- **Your assignment**
Read through the data, and wherever a line holds the word "However", write that line out.

━━━━━━━━

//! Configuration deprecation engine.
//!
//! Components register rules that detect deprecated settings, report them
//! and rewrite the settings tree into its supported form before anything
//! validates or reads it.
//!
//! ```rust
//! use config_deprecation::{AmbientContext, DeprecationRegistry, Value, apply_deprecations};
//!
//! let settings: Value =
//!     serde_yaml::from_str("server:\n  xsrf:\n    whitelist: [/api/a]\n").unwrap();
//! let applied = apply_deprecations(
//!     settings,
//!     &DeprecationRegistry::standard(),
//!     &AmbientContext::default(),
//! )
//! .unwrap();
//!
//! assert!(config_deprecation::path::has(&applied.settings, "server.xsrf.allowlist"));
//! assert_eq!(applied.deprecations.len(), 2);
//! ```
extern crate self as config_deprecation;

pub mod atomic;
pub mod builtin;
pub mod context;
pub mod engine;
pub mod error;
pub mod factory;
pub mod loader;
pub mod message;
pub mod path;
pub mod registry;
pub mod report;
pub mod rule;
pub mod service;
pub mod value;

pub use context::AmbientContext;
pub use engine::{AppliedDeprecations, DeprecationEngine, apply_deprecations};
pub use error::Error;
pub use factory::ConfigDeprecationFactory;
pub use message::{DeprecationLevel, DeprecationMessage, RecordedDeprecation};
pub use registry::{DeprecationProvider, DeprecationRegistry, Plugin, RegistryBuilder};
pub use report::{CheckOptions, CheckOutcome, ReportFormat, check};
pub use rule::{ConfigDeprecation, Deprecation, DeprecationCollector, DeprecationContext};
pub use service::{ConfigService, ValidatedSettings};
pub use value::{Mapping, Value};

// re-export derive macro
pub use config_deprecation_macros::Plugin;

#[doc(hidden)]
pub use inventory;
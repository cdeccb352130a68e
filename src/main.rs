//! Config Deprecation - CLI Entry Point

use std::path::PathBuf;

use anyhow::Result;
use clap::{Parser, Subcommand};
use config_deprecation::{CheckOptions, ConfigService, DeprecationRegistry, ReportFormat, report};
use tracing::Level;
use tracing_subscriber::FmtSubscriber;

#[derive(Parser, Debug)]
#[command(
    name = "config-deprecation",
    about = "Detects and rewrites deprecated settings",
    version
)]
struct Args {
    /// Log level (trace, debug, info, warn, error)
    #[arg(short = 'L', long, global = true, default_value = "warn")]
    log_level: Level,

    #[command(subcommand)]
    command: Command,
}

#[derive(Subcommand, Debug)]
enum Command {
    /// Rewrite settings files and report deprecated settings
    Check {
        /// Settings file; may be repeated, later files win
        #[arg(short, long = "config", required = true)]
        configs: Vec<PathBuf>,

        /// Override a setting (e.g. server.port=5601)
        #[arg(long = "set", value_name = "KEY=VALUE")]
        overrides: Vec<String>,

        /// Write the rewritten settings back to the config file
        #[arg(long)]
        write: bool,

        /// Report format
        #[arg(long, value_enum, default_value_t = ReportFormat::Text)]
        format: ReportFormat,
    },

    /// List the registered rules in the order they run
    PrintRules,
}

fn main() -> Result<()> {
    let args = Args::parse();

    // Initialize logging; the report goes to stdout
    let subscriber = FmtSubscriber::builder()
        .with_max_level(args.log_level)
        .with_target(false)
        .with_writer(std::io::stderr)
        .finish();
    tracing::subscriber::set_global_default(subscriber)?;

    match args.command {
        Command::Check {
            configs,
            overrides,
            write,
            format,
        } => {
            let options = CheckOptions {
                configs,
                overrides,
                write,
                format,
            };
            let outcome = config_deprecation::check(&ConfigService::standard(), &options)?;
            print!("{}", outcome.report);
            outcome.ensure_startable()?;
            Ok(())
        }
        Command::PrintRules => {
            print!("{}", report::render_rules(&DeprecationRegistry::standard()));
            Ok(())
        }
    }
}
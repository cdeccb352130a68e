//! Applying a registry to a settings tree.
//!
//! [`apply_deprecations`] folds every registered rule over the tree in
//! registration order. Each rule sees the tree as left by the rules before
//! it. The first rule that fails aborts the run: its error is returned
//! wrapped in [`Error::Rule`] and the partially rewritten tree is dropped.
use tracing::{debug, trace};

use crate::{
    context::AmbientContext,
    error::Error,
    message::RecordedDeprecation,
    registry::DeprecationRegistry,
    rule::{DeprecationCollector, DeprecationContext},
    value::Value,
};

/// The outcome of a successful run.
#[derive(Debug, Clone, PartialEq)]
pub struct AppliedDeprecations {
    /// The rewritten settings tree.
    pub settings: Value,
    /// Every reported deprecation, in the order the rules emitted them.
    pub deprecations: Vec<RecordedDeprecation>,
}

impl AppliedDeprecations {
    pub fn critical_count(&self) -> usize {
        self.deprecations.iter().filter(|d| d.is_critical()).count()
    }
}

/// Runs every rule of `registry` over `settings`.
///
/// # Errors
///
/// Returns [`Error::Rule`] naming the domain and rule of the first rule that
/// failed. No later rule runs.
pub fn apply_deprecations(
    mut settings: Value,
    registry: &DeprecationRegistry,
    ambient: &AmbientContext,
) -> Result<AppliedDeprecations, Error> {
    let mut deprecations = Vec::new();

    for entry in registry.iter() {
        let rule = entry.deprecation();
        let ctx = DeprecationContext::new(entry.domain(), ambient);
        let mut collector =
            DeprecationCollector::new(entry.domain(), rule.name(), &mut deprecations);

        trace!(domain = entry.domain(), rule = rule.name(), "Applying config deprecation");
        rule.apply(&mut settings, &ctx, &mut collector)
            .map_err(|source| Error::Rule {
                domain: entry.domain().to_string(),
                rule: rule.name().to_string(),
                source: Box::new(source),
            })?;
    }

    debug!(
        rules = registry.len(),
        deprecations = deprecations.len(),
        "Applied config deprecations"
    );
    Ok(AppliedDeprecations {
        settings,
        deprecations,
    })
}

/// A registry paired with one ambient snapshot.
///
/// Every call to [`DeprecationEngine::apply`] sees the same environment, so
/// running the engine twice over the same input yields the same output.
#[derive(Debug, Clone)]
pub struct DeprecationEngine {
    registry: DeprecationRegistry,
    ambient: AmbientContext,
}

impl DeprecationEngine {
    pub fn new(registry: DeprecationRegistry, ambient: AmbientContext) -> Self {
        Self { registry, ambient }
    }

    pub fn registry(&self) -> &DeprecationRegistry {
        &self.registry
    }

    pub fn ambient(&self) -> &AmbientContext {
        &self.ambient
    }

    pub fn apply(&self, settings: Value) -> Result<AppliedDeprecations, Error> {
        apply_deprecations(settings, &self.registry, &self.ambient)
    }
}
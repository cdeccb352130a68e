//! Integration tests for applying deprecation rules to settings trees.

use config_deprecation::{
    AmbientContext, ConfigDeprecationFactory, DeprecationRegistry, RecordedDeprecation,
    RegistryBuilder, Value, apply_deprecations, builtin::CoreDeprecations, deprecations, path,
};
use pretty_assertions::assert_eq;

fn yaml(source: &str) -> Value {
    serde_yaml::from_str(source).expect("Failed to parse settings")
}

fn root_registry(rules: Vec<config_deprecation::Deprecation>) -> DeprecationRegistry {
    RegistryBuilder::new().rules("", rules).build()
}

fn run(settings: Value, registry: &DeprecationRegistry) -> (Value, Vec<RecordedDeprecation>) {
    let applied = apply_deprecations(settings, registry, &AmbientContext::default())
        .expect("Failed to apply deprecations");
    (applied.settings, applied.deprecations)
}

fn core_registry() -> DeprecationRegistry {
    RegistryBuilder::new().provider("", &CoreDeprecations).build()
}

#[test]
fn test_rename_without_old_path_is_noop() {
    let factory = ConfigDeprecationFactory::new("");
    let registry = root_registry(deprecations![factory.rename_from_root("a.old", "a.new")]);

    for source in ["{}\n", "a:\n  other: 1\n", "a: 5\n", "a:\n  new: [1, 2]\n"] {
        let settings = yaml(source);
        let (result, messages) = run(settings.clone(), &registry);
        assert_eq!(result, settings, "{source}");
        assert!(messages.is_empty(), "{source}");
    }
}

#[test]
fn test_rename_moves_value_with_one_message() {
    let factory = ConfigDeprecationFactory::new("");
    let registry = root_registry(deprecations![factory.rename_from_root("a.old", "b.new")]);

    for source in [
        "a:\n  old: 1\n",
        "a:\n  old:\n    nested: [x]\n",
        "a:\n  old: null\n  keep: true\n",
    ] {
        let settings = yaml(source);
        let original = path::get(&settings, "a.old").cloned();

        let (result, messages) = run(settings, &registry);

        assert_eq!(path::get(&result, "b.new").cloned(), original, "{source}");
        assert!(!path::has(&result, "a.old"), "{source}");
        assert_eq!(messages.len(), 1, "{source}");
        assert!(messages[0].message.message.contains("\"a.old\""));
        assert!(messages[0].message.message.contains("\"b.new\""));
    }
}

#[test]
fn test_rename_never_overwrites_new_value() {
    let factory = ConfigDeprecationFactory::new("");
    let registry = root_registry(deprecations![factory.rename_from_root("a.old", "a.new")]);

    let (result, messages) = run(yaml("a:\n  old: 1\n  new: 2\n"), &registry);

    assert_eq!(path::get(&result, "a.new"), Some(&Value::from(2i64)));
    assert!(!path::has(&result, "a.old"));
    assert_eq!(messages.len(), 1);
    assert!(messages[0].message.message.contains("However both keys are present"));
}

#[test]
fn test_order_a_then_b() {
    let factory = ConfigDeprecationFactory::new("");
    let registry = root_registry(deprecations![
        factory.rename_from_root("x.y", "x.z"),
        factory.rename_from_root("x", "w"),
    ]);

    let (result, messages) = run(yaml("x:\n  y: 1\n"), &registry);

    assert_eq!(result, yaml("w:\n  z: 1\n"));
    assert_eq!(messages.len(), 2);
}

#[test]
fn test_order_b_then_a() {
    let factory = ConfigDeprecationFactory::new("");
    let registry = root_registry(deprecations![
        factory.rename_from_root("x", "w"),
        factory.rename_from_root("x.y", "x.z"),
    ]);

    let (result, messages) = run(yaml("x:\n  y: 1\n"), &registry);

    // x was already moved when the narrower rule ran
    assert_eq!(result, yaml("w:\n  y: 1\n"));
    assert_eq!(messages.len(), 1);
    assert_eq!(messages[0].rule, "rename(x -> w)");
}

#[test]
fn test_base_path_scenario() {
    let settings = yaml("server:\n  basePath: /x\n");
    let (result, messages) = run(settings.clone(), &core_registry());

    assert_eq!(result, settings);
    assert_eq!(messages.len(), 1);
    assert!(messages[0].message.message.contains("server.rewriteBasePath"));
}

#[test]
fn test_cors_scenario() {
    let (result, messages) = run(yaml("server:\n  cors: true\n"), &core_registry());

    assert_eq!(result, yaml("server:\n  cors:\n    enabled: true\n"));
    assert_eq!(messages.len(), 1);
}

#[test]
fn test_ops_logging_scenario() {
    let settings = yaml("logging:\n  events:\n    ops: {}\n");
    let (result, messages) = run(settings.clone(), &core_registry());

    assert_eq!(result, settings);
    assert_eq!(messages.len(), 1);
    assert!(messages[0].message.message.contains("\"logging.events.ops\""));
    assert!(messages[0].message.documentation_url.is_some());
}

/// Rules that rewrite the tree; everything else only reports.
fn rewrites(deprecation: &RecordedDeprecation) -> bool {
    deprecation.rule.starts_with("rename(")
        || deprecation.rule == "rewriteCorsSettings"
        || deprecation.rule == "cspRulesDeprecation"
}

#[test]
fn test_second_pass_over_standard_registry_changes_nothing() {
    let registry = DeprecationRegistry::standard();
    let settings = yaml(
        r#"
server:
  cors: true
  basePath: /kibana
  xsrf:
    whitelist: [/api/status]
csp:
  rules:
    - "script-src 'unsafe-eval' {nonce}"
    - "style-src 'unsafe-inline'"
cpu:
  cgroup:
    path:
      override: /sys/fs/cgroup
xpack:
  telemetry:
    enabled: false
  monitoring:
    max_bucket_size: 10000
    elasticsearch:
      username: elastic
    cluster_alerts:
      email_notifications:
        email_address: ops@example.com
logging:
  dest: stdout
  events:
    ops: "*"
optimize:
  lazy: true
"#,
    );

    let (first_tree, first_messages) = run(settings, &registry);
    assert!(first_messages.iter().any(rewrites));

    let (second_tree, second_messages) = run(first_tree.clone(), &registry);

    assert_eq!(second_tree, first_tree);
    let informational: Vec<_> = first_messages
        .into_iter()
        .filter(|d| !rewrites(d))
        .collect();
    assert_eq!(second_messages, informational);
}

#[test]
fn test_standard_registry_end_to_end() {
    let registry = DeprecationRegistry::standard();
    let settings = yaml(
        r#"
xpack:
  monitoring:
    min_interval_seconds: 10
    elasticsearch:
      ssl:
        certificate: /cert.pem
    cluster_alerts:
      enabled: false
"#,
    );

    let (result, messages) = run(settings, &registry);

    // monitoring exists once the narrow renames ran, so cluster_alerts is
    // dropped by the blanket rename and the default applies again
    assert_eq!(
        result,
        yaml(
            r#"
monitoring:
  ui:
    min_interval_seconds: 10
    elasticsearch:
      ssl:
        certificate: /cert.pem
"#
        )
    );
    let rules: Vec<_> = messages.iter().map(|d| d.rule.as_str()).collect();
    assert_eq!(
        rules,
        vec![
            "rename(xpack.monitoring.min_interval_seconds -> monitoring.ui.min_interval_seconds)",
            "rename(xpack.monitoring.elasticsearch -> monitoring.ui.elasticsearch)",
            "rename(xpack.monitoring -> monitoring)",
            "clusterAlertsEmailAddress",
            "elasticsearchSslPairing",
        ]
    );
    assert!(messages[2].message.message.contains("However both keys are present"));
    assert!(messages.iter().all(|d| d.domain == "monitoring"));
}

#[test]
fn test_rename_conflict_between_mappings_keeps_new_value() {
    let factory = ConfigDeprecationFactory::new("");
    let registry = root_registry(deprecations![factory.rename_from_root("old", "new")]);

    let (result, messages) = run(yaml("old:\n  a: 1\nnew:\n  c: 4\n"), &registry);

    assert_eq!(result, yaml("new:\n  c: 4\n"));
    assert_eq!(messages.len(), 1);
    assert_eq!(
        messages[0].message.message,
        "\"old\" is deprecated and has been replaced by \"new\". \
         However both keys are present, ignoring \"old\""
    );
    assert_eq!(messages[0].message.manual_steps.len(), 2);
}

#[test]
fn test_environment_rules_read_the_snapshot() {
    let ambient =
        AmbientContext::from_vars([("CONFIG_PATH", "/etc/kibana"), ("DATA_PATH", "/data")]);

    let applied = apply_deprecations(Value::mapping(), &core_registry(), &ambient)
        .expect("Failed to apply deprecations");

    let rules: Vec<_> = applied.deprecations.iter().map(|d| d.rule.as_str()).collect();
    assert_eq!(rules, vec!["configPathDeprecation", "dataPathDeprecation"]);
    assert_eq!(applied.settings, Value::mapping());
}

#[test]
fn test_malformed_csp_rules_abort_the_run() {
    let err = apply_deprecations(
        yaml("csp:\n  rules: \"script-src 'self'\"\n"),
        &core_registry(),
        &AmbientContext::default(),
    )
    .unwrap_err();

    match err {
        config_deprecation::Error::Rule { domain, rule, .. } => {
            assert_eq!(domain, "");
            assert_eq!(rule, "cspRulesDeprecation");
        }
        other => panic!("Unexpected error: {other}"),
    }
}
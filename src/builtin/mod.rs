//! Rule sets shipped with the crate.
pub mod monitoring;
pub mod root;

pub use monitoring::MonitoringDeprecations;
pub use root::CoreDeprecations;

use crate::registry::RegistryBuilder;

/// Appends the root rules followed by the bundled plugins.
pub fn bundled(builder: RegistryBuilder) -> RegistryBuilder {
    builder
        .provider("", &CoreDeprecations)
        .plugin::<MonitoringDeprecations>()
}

━━━━━━━━

- **The completed task**
    assert!(messages[0].message.message.contains("However both keys are present"));
    assert!(messages[2].message.message.contains("However both keys are present"));
         However both keys are present, ignoring \"old\""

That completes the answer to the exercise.